■ **Task to complete**:
Within the records below, find the line containing "the error path.". Reproduce it and each line after it exactly, and nothing else.
START The data
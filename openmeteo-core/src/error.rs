use thiserror::Error;

/// Boxed error coming out of an [`HttpTransport`](crate::HttpTransport).
pub type BoxError = Box<dyn std::error::Error + Send + Sync + 'static>;

/// Everything that can go wrong while building a client or fetching weather.
///
/// None of these are retried internally, and the client stays usable after
/// any of them.
#[derive(Debug, Error)]
pub enum WeatherError {
    /// Bad construction input: base URL or missing transport.
    #[error("configuration error: {0}")]
    Config(String),

    /// Call arguments rejected before any network I/O.
    #[error("validation error: {0}")]
    Validation(String),

    /// Network, DNS or connection failure reported by the transport.
    #[error("transport error: {0}")]
    Transport(#[source] BoxError),

    /// The service answered with a non-200 status.
    #[error("API error: {0}")]
    Api(String),

    /// Malformed JSON on either the success or the error path.
    #[error("decode error: {0}")]
    Decode(#[from] serde_json::Error),

    /// The caller's cancellation signal fired before the response arrived.
    #[error("request cancelled")]
    Cancelled,
}

impl WeatherError {
    pub(crate) fn transport<E>(err: E) -> Self
    where
        E: Into<BoxError>,
    {
        Self::Transport(err.into())
    }
}

// The request URL carries `apikey`, so it never makes it into the error.
impl From<reqwest::Error> for WeatherError {
    fn from(err: reqwest::Error) -> Self {
        Self::transport(err.without_url())
    }
}
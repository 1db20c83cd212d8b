//! Client library for the Open-Meteo current weather API.
//!
//! This crate defines:
//! - Client configuration and its validation
//! - The pluggable HTTP transport the client sends requests through
//! - The typed `current` payload and the fixed measurement catalog
//!
//! It is used by `openmeteo-cli`, but has no I/O of its own beyond the one
//! request per [`WeatherClient::current`] call.

pub mod api;
pub mod client;
pub mod config;
pub mod error;
pub mod measurement;
pub mod model;
pub mod transport;

pub use api::WeatherApi;
pub use client::WeatherClient;
pub use config::{ClientConfig, DEFAULT_BASE_URL};
pub use error::{BoxError, WeatherError};
pub use measurement::Measurement;
pub use model::{Coordinate, Current, CurrentUnits, CurrentWeather};
pub use transport::{
    HttpTransport, ReqwestTransport, ResponseBody, TransportRequest, TransportResponse,
};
END The data
■ **Exercise solution**:
    /// Malformed JSON on either the success or the error path.
    #[error("decode error: {0}")]
    Decode(#[from] serde_json::Error),

    /// The caller's cancellation signal fired before the response arrived.
    #[error("request cancelled")]
    Cancelled,
}

impl WeatherError {
    pub(crate) fn transport<E>(err: E) -> Self
    where
        E: Into<BoxError>,
    {
        Self::Transport(err.into())
    }
}

// The request URL carries `apikey`, so it never makes it into the error.
impl From<reqwest::Error> for WeatherError {
    fn from(err: reqwest::Error) -> Self {
        Self::transport(err.without_url())
    }
}
repository 1db20c83cd212d8b
//! Client library for the Open-Meteo current weather API.
//!
//! This crate defines:
//! - Client configuration and its validation
//! - The pluggable HTTP transport the client sends requests through
//! - The typed `current` payload and the fixed measurement catalog
//!
//! It is used by `openmeteo-cli`, but has no I/O of its own beyond the one
//! request per [`WeatherClient::current`] call.

pub mod api;
pub mod client;
pub mod config;
pub mod error;
pub mod measurement;
pub mod model;
pub mod transport;

pub use api::WeatherApi;
pub use client::WeatherClient;
pub use config::{ClientConfig, DEFAULT_BASE_URL};
pub use error::{BoxError, WeatherError};
pub use measurement::Measurement;
pub use model::{Coordinate, Current, CurrentUnits, CurrentWeather};
pub use transport::{
    HttpTransport, ReqwestTransport, ResponseBody, TransportRequest, TransportResponse,
};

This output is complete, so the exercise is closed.